On 16 March 2013, during the first session of the 12th National People's Congress (NPC), Wang was appointed Minister of Foreign Affairs, succeeding Yang Jiechi.

On 1 January 2023, Wang was appointed as the director of the Office of the CCP Central Foreign Affairs Commission, making him China's top diplomat under CCP general secretary Xi Jinping. On 25 July 2023, Wang was reinstated as foreign minister after Qin Gang's dismissal from the post after a month–long absence from public engagements. Wang's reappointment as foreign minister made him the first person to hold the post twice.

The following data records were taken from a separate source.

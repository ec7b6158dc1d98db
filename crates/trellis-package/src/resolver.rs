//! Registry version resolution
//!
//! Talks to an npm-compatible registry: one GET of `<registry>/<name>` returns
//! a metadata document whose `versions` object is keyed by version string.
//! Listing never fails; an unreachable registry or a non-success status
//! reads as "no versions". Picking the latest version is the only place a
//! hard [`Error::VersionResolution`] is raised.

use anyhow::{anyhow, Context};
use async_trait::async_trait;
use semver::Version;
use serde::Deserialize;
use serde_json::{Map, Value};
use std::collections::HashMap;
use std::time::Duration;
use tracing::{debug, warn};
use trellis_core::{CliConfig, Error, Result, DEFAULT_REGISTRY};

/// Source of published versions for a package
#[async_trait]
pub trait VersionSource: Send + Sync {
    /// All published versions, or an empty list when the registry cannot answer
    async fn list_versions(&self, package_name: &str) -> Vec<String>;

    /// The highest published version by semantic-version precedence
    async fn latest_version(&self, package_name: &str) -> Result<String> {
        let versions = self.list_versions(package_name).await;
        latest_of(package_name, &versions)
    }
}

/// Select the highest version by semantic-version precedence
///
/// Build metadata is ignored and versions of equal precedence keep their
/// input order. Strings that are not valid semver are skipped.
pub fn latest_of(package_name: &str, versions: &[String]) -> Result<String> {
    let mut parsed: Vec<(Version, &String)> = versions
        .iter()
        .filter_map(|raw| match Version::parse(raw) {
            Ok(v) => Some((v, raw)),
            Err(e) => {
                debug!("Ignoring version '{}' of {}: {}", raw, package_name, e);
                None
            }
        })
        .collect();

    parsed.sort_by(|a, b| b.0.cmp_precedence(&a.0));

    parsed
        .first()
        .map(|(_, raw)| (*raw).clone())
        .ok_or_else(|| Error::version_resolution(package_name))
}

/// Registry metadata document for one package
#[derive(Debug, Clone, Deserialize)]
pub struct PackageMetadata {
    #[serde(default)]
    pub name: Option<String>,

    #[serde(default, rename = "dist-tags")]
    pub dist_tags: HashMap<String, String>,

    /// Per-version documents in publish order
    #[serde(default)]
    pub versions: Map<String, Value>,
}

/// Per-version metadata
#[derive(Debug, Clone, Deserialize)]
pub struct VersionEntry {
    #[serde(default)]
    pub name: Option<String>,

    pub version: String,

    #[serde(default)]
    pub main: Option<String>,

    pub dist: DistInfo,
}

/// Download location and checksums for a version
#[derive(Debug, Clone, Deserialize)]
pub struct DistInfo {
    pub tarball: String,

    #[serde(default)]
    pub shasum: Option<String>,

    /// Subresource-integrity string, e.g. `sha512-<base64>`
    #[serde(default)]
    pub integrity: Option<String>,
}

impl PackageMetadata {
    /// Version strings in document order
    pub fn version_names(&self) -> Vec<String> {
        self.versions.keys().cloned().collect()
    }

    /// Parsed metadata for one version
    pub fn version(&self, version: &str) -> Option<VersionEntry> {
        let value = self.versions.get(version)?;
        match serde_json::from_value(value.clone()) {
            Ok(entry) => Some(entry),
            Err(e) => {
                warn!("Malformed metadata for version {}: {}", version, e);
                None
            }
        }
    }
}

/// Registry client resolving package versions
#[derive(Debug, Clone)]
pub struct VersionResolver {
    client: reqwest::Client,
    registry: String,
}

impl VersionResolver {
    /// Create a resolver from CLI configuration
    pub fn new(config: &CliConfig) -> Result<Self> {
        let client = reqwest::Client::builder()
            .user_agent(&config.user_agent)
            .timeout(Duration::from_secs(config.http_timeout_secs))
            .build()
            .map_err(|e| {
                Error::invalid_configuration(format!("Failed to create HTTP client: {}", e))
            })?;

        Ok(Self {
            client,
            registry: config.registry.clone(),
        })
    }

    /// Create a resolver for a registry with a default HTTP client
    pub fn with_registry(registry: impl Into<String>) -> Self {
        Self {
            client: reqwest::Client::new(),
            registry: registry.into(),
        }
    }

    /// Registry base URL
    pub fn registry(&self) -> &str {
        &self.registry
    }

    /// Shared HTTP client
    pub fn client(&self) -> &reqwest::Client {
        &self.client
    }

    /// Metadata URL for a package on a registry
    pub fn metadata_url(registry: &str, package_name: &str) -> String {
        let base = if registry.is_empty() {
            DEFAULT_REGISTRY
        } else {
            registry
        };
        if base.ends_with('/') {
            format!("{}{}", base, package_name)
        } else {
            format!("{}/{}", base, package_name)
        }
    }

    /// Fetch the metadata document from the configured registry
    pub async fn fetch_metadata(&self, package_name: &str) -> anyhow::Result<PackageMetadata> {
        self.fetch_metadata_from(&self.registry, package_name).await
    }

    /// Fetch the metadata document from a specific registry
    pub async fn fetch_metadata_from(
        &self,
        registry: &str,
        package_name: &str,
    ) -> anyhow::Result<PackageMetadata> {
        let url = Self::metadata_url(registry, package_name);
        debug!("Fetching package metadata from: {}", url);

        let response = self
            .client
            .get(&url)
            .send()
            .await
            .with_context(|| format!("Failed to reach registry at {}", url))?;

        if !response.status().is_success() {
            return Err(anyhow!(
                "Registry returned HTTP {} for {}",
                response.status(),
                package_name
            ));
        }

        response
            .json::<PackageMetadata>()
            .await
            .with_context(|| format!("Failed to parse registry metadata for {}", package_name))
    }

    /// List versions from an alternate registry (e.g. a mirror)
    pub async fn list_versions_from(&self, registry: &str, package_name: &str) -> Vec<String> {
        match self.fetch_metadata_from(registry, package_name).await {
            Ok(metadata) => metadata.version_names(),
            Err(e) => {
                debug!("No versions for {}: {:#}", package_name, e);
                Vec::new()
            }
        }
    }

    /// Latest version from an alternate registry
    pub async fn latest_version_from(&self, registry: &str, package_name: &str) -> Result<String> {
        let versions = self.list_versions_from(registry, package_name).await;
        latest_of(package_name, &versions)
    }
}

#[async_trait]
impl VersionSource for VersionResolver {
    async fn list_versions(&self, package_name: &str) -> Vec<String> {
        self.list_versions_from(&self.registry, package_name).await
    }
}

China's foreign policy under Xi Jinping has been described as increasingly assertive, even to the point of being dubbed Wolf warrior diplomacy. In his inaugural press conference as Foreign Affairs Minister in March 2014, Wang characterized this new direction as "proactively striving for achievements to let the world hear of the Chinese solutions and Chinese voices." In 2017, Wang's leader described the "Two Guidances", the principles that: (1) China should guide the global community in building a more just and reasonable world order, and (2) that China should guide the global community in safeguarding international security. Following the "Two Guidances", Wang compared China as the "leading goat" in "guiding the reform of global governance." Academics have characterized Wang's tenure as leading a shift away from the former policy of hide your strength, bide your time to a more active role in foreign relations. The One Belt One Road initiative has played a central role in China's foreign policy during this shift.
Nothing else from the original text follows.